Dyas Adam R, Stuart Christina M, Fei Yizhou, Cotton Jake L, Colborn Kathryn L, Weyant Michael J, Randhawa Simran K, David Elizabeth A, Mitchell John D, Scott Christopher D, Meguid Robert A
Department of Surgery, University of Colorado, Aurora, CO, USA.
Surgical Outcomes and Applied Research, University of Colorado, Aurora, CO, USA.
J Thorac Dis. 2024 Feb 29;16(2):1141-1150. doi: 10.21037/jtd-23-1724. Epub 2024 Feb 22.
Surgical diagnostic lung biopsy (DLB) is performed to guide the management of pulmonary disease with unclear etiology. However, the utilization of surgical DLB in critically ill patients remains unclear. The purpose of this study was to determine if patient preoperative disposition impacts complication rates after DLB.
This was retrospective cohort study using electronic health record (EHR) data at one academic institution [2013-2021]. Patients who underwent DLB were identified using current procedural terminology (CPT) codes and cohorted based on preoperative disposition. The primary outcome was 30-day mortality; secondary outcomes were overall morbidity, individual complications, and changes to medical therapy. Complication rates were compared using chi-squared tests, Fisher's exact tests, or analysis of variance (ANOVA). Multivariable logistic regression was performed to generate risk-adjusted odds ratios (ORs) for each complication.

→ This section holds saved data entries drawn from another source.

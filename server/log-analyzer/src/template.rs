//! Structural template mining: groups lines whose shape matches into clusters.
//!
//! The miner is incremental and scoped to a single analysis; a fresh instance
//! is created per job and dropped afterwards.

use std::collections::HashMap;

use crate::types::{TemplateId, TemplateMatch};

/// Placeholder for a variable token.
pub const WILDCARD: &str = "<*>";

/// Incremental clustering of lines into structural templates.
pub trait TemplateMiner {
  /// Feed the next line; returns its cluster id and the cluster's template so far.
  fn add_line(&mut self, line: &str) -> TemplateMatch;

  /// Current template text of a cluster.
  fn template(&self, id: TemplateId) -> Option<&str>;
}

#[derive(Debug)]
struct Cluster {
  id: TemplateId,
  tokens: Vec<String>,
  template: String,
}

impl Cluster {
  fn new(id: TemplateId, tokens: Vec<String>) -> Self {
    let template = tokens.join(" ");
    Self {
      id,
      tokens,
      template,
    }
  }

  /// Fraction of positions where both sides hold the same literal token.
  fn similarity(&self, tokens: &[String]) -> f64 {
    if tokens.is_empty() {
      return 1.0;
    }
    let same = self
      .tokens
      .iter()
      .zip(tokens)
      .filter(|(ours, theirs)| ours.as_str() != WILDCARD && ours == theirs)
      .count();
    same as f64 / tokens.len() as f64
  }

  fn absorb(&mut self, tokens: &[String]) {
    let mut changed = false;
    for (ours, theirs) in self.tokens.iter_mut().zip(tokens) {
      if ours != theirs && ours.as_str() != WILDCARD {
        *ours = WILDCARD.to_string();
        changed = true;
      }
    }
    if changed {
      self.template = self.tokens.join(" ");
    }
  }
}

/// Drain-style miner: lines are routed by token count and leading token, then
/// matched against the most similar cluster on that route.
#[derive(Debug)]
pub struct DrainMiner {
  similarity_threshold: f64,
  routes: HashMap<(usize, String), Vec<usize>>,
  clusters: Vec<Cluster>,
}

impl DrainMiner {
  pub fn new(similarity_threshold: f64) -> Self {
    Self {
      similarity_threshold,
      routes: HashMap::new(),
      clusters: Vec::new(),
    }
  }

  pub fn cluster_count(&self) -> usize {
    self.clusters.len()
  }
}

impl Default for DrainMiner {
  fn default() -> Self {
    Self::new(0.4)
  }
}

impl TemplateMiner for DrainMiner {
  fn add_line(&mut self, line: &str) -> TemplateMatch {
    let tokens: Vec<String> = line.split_whitespace().map(mask_token).collect();
    let route_key = (
      tokens.len(),
      tokens.first().cloned().unwrap_or_default(),
    );

    let route = self.routes.entry(route_key).or_default();

    let best = route
      .iter()
      .map(|&idx| (idx, self.clusters[idx].similarity(&tokens)))
      .fold(None::<(usize, f64)>, |best, (idx, sim)| match best {
        Some((_, best_sim)) if best_sim >= sim => best,
        _ => Some((idx, sim)),
      });

    let idx = match best {
      Some((idx, sim)) if sim >= self.similarity_threshold => {
        self.clusters[idx].absorb(&tokens);
        idx
      }
      _ => {
        let idx = self.clusters.len();
        self.clusters.push(Cluster::new(idx as TemplateId + 1, tokens));
        route.push(idx);
        idx
      }
    };

    let cluster = &self.clusters[idx];
    TemplateMatch {
      id: cluster.id,
      template: cluster.template.clone(),
    }
  }

  fn template(&self, id: TemplateId) -> Option<&str> {
    let idx = (id as usize).checked_sub(1)?;
    self.clusters.get(idx).map(|c| c.template.as_str())
  }
}

/// Tokens carrying digits (ids, counters, addresses, durations) are variable.
fn mask_token(token: &str) -> String {
  if token.bytes().any(|b| b.is_ascii_digit()) {
    WILDCARD.to_string()
  } else {
    token.to_string()
  }
}

/// Stable fingerprint of a template's text.
///
/// Uses blake3 for a fast, deterministic hash; 32 hex chars.
pub fn fingerprint(template: &str) -> String {
  let hash = blake3::hash(template.as_bytes());
  hash.to_hex()[..32].to_string()
}

#[cfg(test)]
mod tests {
  use super::*;

  #[test]
  fn variable_numbers_share_a_cluster() {
    let mut miner = DrainMiner::default();
    let a = miner.add_line("Task 1234 completed in 100ms");
    let b = miner.add_line("Task 9876 completed in 42ms");
    assert_eq!(a.id, b.id);
    assert_eq!(b.template, "Task <*> completed in <*>");
  }

  #[test]
  fn different_shapes_get_different_ids() {
    let mut miner = DrainMiner::default();
    let a = miner.add_line("Heartbeat sent to master");
    let b = miner.add_line("Connection refused to database at host");
    let c = miner.add_line("Heartbeat sent");
    assert_ne!(a.id, b.id);
    assert_ne!(a.id, c.id);
    assert_eq!(miner.cluster_count(), 3);
  }

  #[test]
  fn similar_lines_merge_into_wildcard() {
    let mut miner = DrainMiner::default();
    let a = miner.add_line("user alice logged in");
    let b = miner.add_line("user bob logged in");
    assert_eq!(a.id, b.id);
    assert_eq!(miner.template(a.id), Some("user <*> logged in"));
  }

  #[test]
  fn dissimilar_lines_on_same_route_split() {
    let mut miner = DrainMiner::new(0.9);
    let a = miner.add_line("user alice logged in");
    let b = miner.add_line("user bob logged out");
    assert_ne!(a.id, b.id);
  }

  #[test]
  fn empty_lines_cluster_together() {
    let mut miner = DrainMiner::default();
    let a = miner.add_line("");
    let b = miner.add_line("   ");
    assert_eq!(a.id, b.id);
    assert_eq!(a.template, "");
  }

  #[test]
  fn unknown_template_id_is_none() {
    let miner = DrainMiner::default();
    assert!(miner.template(0).is_none());
    assert!(miner.template(7).is_none());
  }

  #[test]
  fn fingerprint_is_stable_and_32_hex_chars() {
    let fp = fingerprint("Task <*> completed in <*>");
    assert_eq!(fp, fingerprint("Task <*> completed in <*>"));
    assert_ne!(fp, fingerprint("Task <*> failed in <*>"));
    assert_eq!(fp.len(), 32);
    assert!(fp.chars().all(|c| c.is_ascii_hexdigit()));
  }
}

Of 285 patients, 238 (83.5%) presented from home, 26 (9.1%) from inpatient floor units, and 21 (7.4%) from intensive care units (ICUs). Patients requiring ICU had the highest 30-day rates of mortality, overall morbidity, and all individual complications (all P<0.05). After risk adjustment, non-ICU inpatients had higher odds of postoperative ventilator use, prolonged ventilation, and ICU need than outpatients (all P<0.05). Preoperative ICU disposition was associated with increased OR of 30-day mortality [OR, 70.92; 95% confidence interval (CI): 5.55-906.32] and overall morbidity (OR, 7.27; 95% CI: 1.93-27.42) compared to patients with other preoperative dispositions. There were no differences in changes to medical therapy between the cohorts.
Patients requiring ICU before DLB had significantly higher risk-adjusted rates of mortality and postoperative complications than outpatients and other inpatients. A clear benefit from tissue diagnosis should be defined prior to performing DLB on critically ill patients.
进行外科诊断性肺活检(DLB)以指导病因不明的肺部疾病的管理。然而,外科DLB在重症患者中的应用情况仍不明确。本研究的目的是确定患者术前状态是否会影响DLB后的并发症发生率。
这是一项使用某学术机构[2013 - 2021年]电子健康记录(EHR)数据的回顾性队列研究。使用当前程序术语(CPT)代码识别接受DLB的患者,并根据术前状态进行分组。主要结局是30天死亡率;次要结局是总体发病率、个体并发症以及药物治疗的变化。使用卡方检验、Fisher精确检验或方差分析(ANOVA)比较并发症发生率。进行多变量逻辑回归以生成每种并发症的风险调整比值比(OR)。
在285例患者中,238例(83.5%)来自家中,26例(9.1%)来自住院病房,21例(7.4%)来自重症监护病房(ICU)。需要入住ICU的患者30天死亡率、总体发病率和所有个体并发症的发生率最高(所有P<0.05)。风险调整后,非ICU住院患者术后使用呼吸机、通气时间延长和需要入住ICU的几率高于门诊患者(所有P<0.05)。与其他术前状态的患者相比,术前入住ICU与30天死亡率[OR,70.92;95%置信区间(CI):5.55 - 906.32]和总体发病率(OR,7.27;95% CI:1.93 - 27.42)的OR增加相关。各队列之间在药物治疗变化方面没有差异。
DLB前需要入住ICU的患者经风险调整后的死亡率和术后并发症发生率明显高于门诊患者和其他住院患者。在对重症患者进行DLB之前,应明确组织诊断的明确益处。